It is still possible to install Moodle locally (even on Windows) and develop for it. I run my own custom WAMP, though you can get ‘AMP’s from https://download.moodle.org/releases/latest/. Though the move to ‘public’ in M5.1 was a little challenge. Plus running Behat tests really needs to be done in Linux – I use a virtual machine.
On the subject of information sharing that Petr has indicated, I do write technical posts on eLearningWorld (run by HRDNZ, a Moodle partner - I’m independent though and write them in my free time), such as about how to install and use xDebug (https://www.elearningworld.org/xdebug/) and Behat (https://www.elearningworld.org/behat-part-one/, https://www.elearningworld.org/behat-part-two/ and https://www.elearningworld.org/behat-revisited/) - revisiting them myself at times.
Coming to the main subject of this post, I have noticed (especially as a moderator) a decline in the posts on the forums. This seemed to happen sometime last year, perhaps starting in the late spring and getting progressively quieter. I’m not really sure why and am intrigued as to the reason or reasons.
Admittedly I’m not in the Moodle AI Matrix chat, as I prefer to think about what to reply and form something that can then be seen and found by others long after the moment has passed. A means of write once benefit many. I can find that interactive chat can be distracting and break your train of thought when solving a problem. To me the forums add value as they become a source of information that can be searched and referenced. They are a bridge between developer chat and documentation. They are also a means by which users can engage with developers without the ‘fear’ of joining a chat conversation that makes no sense to them.

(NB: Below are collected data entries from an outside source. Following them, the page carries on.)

// SPDX-License-Identifier: MIT OR Apache-2.0
//! Workspace environments and pins.
//!
//! An environment is a named binding (dev, staging, prod) from a workspace
//! to a snapshot hash. A pin is the resolver's final source of truth for
//! `(workspace, environment)`: the snapshot hash, the skill versions, and an
//! optional model/provider override. Promotion copies the source
//! environment's hash into the target environment *and* its pin in one
//! transaction, subject to the target's lock.

use crate::WorkspaceError;
use chrono::{DateTime, Utc};
use helm_audit::{AuditLog, NewAuditEntry};
use helm_core::AuditEventType;
use helm_store::Store;
use serde::{Deserialize, Serialize};
use serde_json::json;
use std::collections::BTreeMap;
use tracing::info;

/// The standard promotion chain.
pub const STANDARD_ENVIRONMENTS: &[&str] = &["dev", "staging", "prod"];

/// One named environment binding.
#[derive(Debug, Clone, PartialEq, Eq, Serialize, Deserialize)]
pub struct WorkspaceEnvironment {
    /// Workspace the environment belongs to.
    pub workspace_id: String,
    /// Environment name.
    pub name: String,
    /// Operator description.
    pub description: String,
    /// Snapshot hash the environment currently references.
    pub version_hash: Option<String>,
    /// Whether this is the workspace's default environment.
    pub is_default: bool,
    /// A locked environment cannot be deleted or overwritten except via a
    /// successful promotion into it; and promotion refuses locked targets,
    /// so unlocking is a deliberate operator action.
    pub locked: bool,
    /// Last update.
    pub updated_at: DateTime<Utc>,
}

/// Resolver pin for `(workspace, environment)`.
#[derive(Debug, Clone, PartialEq, Serialize, Deserialize)]
pub struct Pin {
    /// Workspace.
    pub workspace_id: String,
    /// Environment.
    pub environment: String,
    /// Pinned snapshot hash.
    pub version_hash: Option<String>,
    /// Skill name → pinned version.
    #[serde(default)]
    pub skill_pins: BTreeMap<String, String>,
    /// Pinned model, when overridden.
    pub model: Option<String>,
    /// Pinned provider, when overridden.
    pub provider: Option<String>,
    /// Last update.
    pub updated_at: DateTime<Utc>,
}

I would love to see the forums become more vibrant again, to bring back that overall community connection that everyone can engage in, supporting each other, sharing different experiences, ideas, perspectives and innovations.
Cheers,
Gareth
Marie, I looked at the Plugins Directory and the video you shared. Great idea. But it highlights what I consider the problem. I think there are two types of plugins - ones that customize Moodle for production, and ones that are quirky passion projects for hobbyists building something magical with Moodle. Everything in the plugin directory is a first-type plugin. There is a small category called 'Other' at the very, very bottom, and it is still mostly first-type plugins, only harder to characterize.
Don't misunderstand. Those first-type plugins are a wonderful resource, amazing, and necessary. They are certainly not the problem. But where are the quirky hobby projects?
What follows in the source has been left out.